## [INPUT DATA]
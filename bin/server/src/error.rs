//! Server-side error type and its HTTP mapping.
//!
//! Library errors arrive as rootcause reports; they are logged in full here
//! and turned into a user-safe response.

use axum::http::StatusCode;
use axum::response::{IntoResponse, Response};
use googlefed_access::{ProviderError, SessionStoreError};
use googlefed_core::ResolverError;
use rootcause::Report;
use std::fmt;

/// Errors surfaced by request handlers.
#[derive(Debug)]
pub enum ServerError {
    /// The session store failed.
    SessionStore { details: String },
    /// The group resolver failed.
    Resolver { details: String },
    /// The callback was not part of a login this session started.
    BadCallback { details: String },
    /// The identity provider handshake failed.
    Provider { details: String },
    /// A handler ran without the session middleware.
    MissingSession,
    /// The dispatch table refused the event.
    Forbidden { event: String },
}

impl fmt::Display for ServerError {
    fn fmt(&self, f: &mut fmt::Formatter<'_>) -> fmt::Result {
        match self {
            Self::SessionStore { details } => write!(f, "session store error: {details}"),
            Self::Resolver { details } => write!(f, "group resolver error: {details}"),
            Self::BadCallback { details } => write!(f, "bad provider callback: {details}"),
            Self::Provider { details } => write!(f, "identity provider error: {details}"),
            Self::MissingSession => write!(f, "session middleware not installed"),
            Self::Forbidden { event } => write!(f, "event '{event}' not permitted"),
        }
    }
}

impl std::error::Error for ServerError {}

impl From<Report<SessionStoreError>> for ServerError {
    fn from(report: Report<SessionStoreError>) -> Self {
        Self::SessionStore {
            details: report.to_string(),
        }
    }
}

impl From<Report<ResolverError>> for ServerError {
    fn from(report: Report<ResolverError>) -> Self {
        Self::Resolver {
            details: report.to_string(),
        }
    }
}

impl From<Report<ProviderError>> for ServerError {
    fn from(report: Report<ProviderError>) -> Self {
        let details = report.to_string();
        match report.current_context() {
            ProviderError::MissingState
            | ProviderError::StateMismatch
            | ProviderError::MissingCode => Self::BadCallback { details },
            _ => Self::Provider { details },
        }
    }
}

impl IntoResponse for ServerError {
    fn into_response(self) -> Response {
        let (status, message) = match &self {
            Self::SessionStore { .. } | Self::Resolver { .. } | Self::MissingSession => {
                tracing::error!(error = %self, "request failed");
                (StatusCode::INTERNAL_SERVER_ERROR, "Internal server error")
            }
            Self::BadCallback { .. } => {
                tracing::warn!(error = %self, "rejected provider callback");
                (StatusCode::BAD_REQUEST, "Invalid login callback")
            }
            Self::Provider { .. } => {
                tracing::error!(error = %self, "login failed");
                (StatusCode::INTERNAL_SERVER_ERROR, "Authentication failed")
            }
            Self::Forbidden { .. } => {
                tracing::warn!(error = %self, "forbidden");
                (StatusCode::FORBIDDEN, "Access denied")
            }
        };

        (status, message).into_response()
    }
}
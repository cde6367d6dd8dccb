//! Error handling foundation for googlefed.
//!
//! This module provides only the `Result` type alias using rootcause.
//! Each crate defines its own domain-specific error types in their own
//! error modules.

use rootcause::Report;

/// A Result type alias using rootcause's Report for error handling.
pub type Result<T, C = ()> = std::result::Result<T, Report<C>>;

## [DIRECTIONS]
Output each line of the listing above that has "Result".

## [EXPECTED OUTPUT]
    fn fmt(&self, f: &mut fmt::Formatter<'_>) -> fmt::Result {
//! This module provides only the `Result` type alias using rootcause.
/// A Result type alias using rootcause's Report for error handling.
pub type Result<T, C = ()> = std::result::Result<T, Report<C>>;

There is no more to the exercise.